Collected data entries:
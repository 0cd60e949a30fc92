use async_trait::async_trait;

use crate::domain::user::errors::UserError;
use crate::domain::user::models::CreateUserCommand;
use crate::domain::user::models::EmailAddress;
use crate::domain::user::models::UpdateUserCommand;
use crate::domain::user::models::User;
use crate::domain::user::models::UserId;

/// Port for user domain service operations.
#[async_trait]
pub trait UserServicePort: Send + Sync + 'static {
    /// Create a new user account.
    ///
    /// The plaintext password is hashed before persistence; it is never
    /// stored.
    ///
    /// # Arguments
    /// * `command` - Validated command containing email and password
    ///
    /// # Returns
    /// Created user entity
    ///
    /// # Errors
    /// * `EmailAlreadyExists` - Email is already registered
    /// * `Password` - Password hashing failed
    /// * `DatabaseError` - Database operation failed
    async fn create_user(&self, command: CreateUserCommand) -> Result<User, UserError>;

    /// Retrieve user by unique identifier.
    ///
    /// # Errors
    /// * `NotFound` - User does not exist
    /// * `DatabaseError` - Database operation failed
    async fn get_user(&self, id: &UserId) -> Result<User, UserError>;

    /// Retrieve user by email address.
    ///
    /// # Errors
    /// * `NotFoundByEmail` - No user with this email
    /// * `DatabaseError` - Database operation failed
    async fn get_user_by_email(&self, email: &EmailAddress) -> Result<User, UserError>;

    /// Retrieve all users.
    ///
    /// # Errors
    /// * `DatabaseError` - Database operation failed
    async fn list_users(&self) -> Result<Vec<User>, UserError>;

    /// Update existing user with optional fields.
    ///
    /// # Errors
    /// * `NotFound` - User does not exist
    /// * `EmailAlreadyExists` - New email is already registered
    /// * `Password` - Password hashing failed
    /// * `DatabaseError` - Database operation failed
    async fn update_user(&self, id: &UserId, command: UpdateUserCommand)
        -> Result<User, UserError>;

    /// Delete existing user.
    ///
    /// # Errors
    /// * `NotFound` - User does not exist
    /// * `DatabaseError` - Database operation failed
    async fn delete_user(&self, id: &UserId) -> Result<(), UserError>;
}

/// Persistence operations for the user aggregate.
#[async_trait]
pub trait UserRepository: Send + Sync + 'static {
    /// Persist new user to storage.
    ///
    /// # Errors
    /// * `EmailAlreadyExists` - Email is already registered
    /// * `DatabaseError` - Database operation failed
    async fn create(&self, user: User) -> Result<User, UserError>;

    /// Retrieve user by identifier.
    ///
    /// # Returns
    /// Optional user entity (None if not found)
    ///
    /// # Errors
    /// * `DatabaseError` - Database operation failed
    async fn find_by_id(&self, id: &UserId) -> Result<Option<User>, UserError>;

    /// Retrieve user by email address.
    ///
    /// # Returns
    /// Optional user entity (None if not found)
    ///
    /// # Errors
    /// * `DatabaseError` - Database operation failed
    async fn find_by_email(&self, email: &str) -> Result<Option<User>, UserError>;

    /// Retrieve all users from storage.
    ///
    /// # Errors
    /// * `DatabaseError` - Database operation failed
    async fn list_all(&self) -> Result<Vec<User>, UserError>;

    /// Update existing user in storage.
    ///
    /// # Errors
    /// * `NotFound` - User does not exist
    /// * `EmailAlreadyExists` - New email is already registered
    /// * `DatabaseError` - Database operation failed
    async fn update(&self, user: User) -> Result<User, UserError>;

    /// Remove user from storage.
    ///
    /// # Errors
    /// * `NotFound` - User does not exist
    /// * `DatabaseError` - Database operation failed
    async fn delete(&self, id: &UserId) -> Result<(), UserError>;
}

- ASSIGNED TASK -
Every one of the records is to be copied word for word.

- REPLY TO THE TASK -
repository 0cd60e949a30fc92
use async_trait::async_trait;

use crate::domain::user::errors::UserError;
use crate::domain::user::models::CreateUserCommand;
use crate::domain::user::models::EmailAddress;
use crate::domain::user::models::UpdateUserCommand;
use crate::domain::user::models::User;
use crate::domain::user::models::UserId;

/// Port for user domain service operations.
#[async_trait]
pub trait UserServicePort: Send + Sync + 'static {
    /// Create a new user account.
    ///
    /// The plaintext password is hashed before persistence; it is never
    /// stored.
    ///
    /// # Arguments
    /// * `command` - Validated command containing email and password
    ///
    /// # Returns
    /// Created user entity
    ///
    /// # Errors
    /// * `EmailAlreadyExists` - Email is already registered
    /// * `Password` - Password hashing failed
    /// * `DatabaseError` - Database operation failed
    async fn create_user(&self, command: CreateUserCommand) -> Result<User, UserError>;

    /// Retrieve user by unique identifier.
    ///
    /// # Errors
    /// * `NotFound` - User does not exist
    /// * `DatabaseError` - Database operation failed
    async fn get_user(&self, id: &UserId) -> Result<User, UserError>;

    /// Retrieve user by email address.
    ///
    /// # Errors
    /// * `NotFoundByEmail` - No user with this email
    /// * `DatabaseError` - Database operation failed
    async fn get_user_by_email(&self, email: &EmailAddress) -> Result<User, UserError>;

    /// Retrieve all users.
    ///
    /// # Errors
    /// * `DatabaseError` - Database operation failed
    async fn list_users(&self) -> Result<Vec<User>, UserError>;

    /// Update existing user with optional fields.
    ///
    /// # Errors
    /// * `NotFound` - User does not exist
    /// * `EmailAlreadyExists` - New email is already registered
    /// * `Password` - Password hashing failed
    /// * `DatabaseError` - Database operation failed
    async fn update_user(&self, id: &UserId, command: UpdateUserCommand)
        -> Result<User, UserError>;

    /// Delete existing user.
    ///
    /// # Errors
    /// * `NotFound` - User does not exist
    /// * `DatabaseError` - Database operation failed
    async fn delete_user(&self, id: &UserId) -> Result<(), UserError>;
}

/// Persistence operations for the user aggregate.
#[async_trait]
pub trait UserRepository: Send + Sync + 'static {
    /// Persist new user to storage.
    ///
    /// # Errors
    /// * `EmailAlreadyExists` - Email is already registered
    /// * `DatabaseError` - Database operation failed
    async fn create(&self, user: User) -> Result<User, UserError>;

    /// Retrieve user by identifier.
    ///
    /// # Returns
    /// Optional user entity (None if not found)
    ///
    /// # Errors
    /// * `DatabaseError` - Database operation failed
    async fn find_by_id(&self, id: &UserId) -> Result<Option<User>, UserError>;

    /// Retrieve user by email address.
    ///
    /// # Returns
    /// Optional user entity (None if not found)
    ///
    /// # Errors
    /// * `DatabaseError` - Database operation failed
    async fn find_by_email(&self, email: &str) -> Result<Option<User>, UserError>;

    /// Retrieve all users from storage.
    ///
    /// # Errors
    /// * `DatabaseError` - Database operation failed
    async fn list_all(&self) -> Result<Vec<User>, UserError>;

    /// Update existing user in storage.
    ///
    /// # Errors
    /// * `NotFound` - User does not exist
    /// * `EmailAlreadyExists` - New email is already registered
    /// * `DatabaseError` - Database operation failed
    async fn update(&self, user: User) -> Result<User, UserError>;

    /// Remove user from storage.
    ///
    /// # Errors
    /// * `NotFound` - User does not exist
    /// * `DatabaseError` - Database operation failed
    async fn delete(&self, id: &UserId) -> Result<(), UserError>;
}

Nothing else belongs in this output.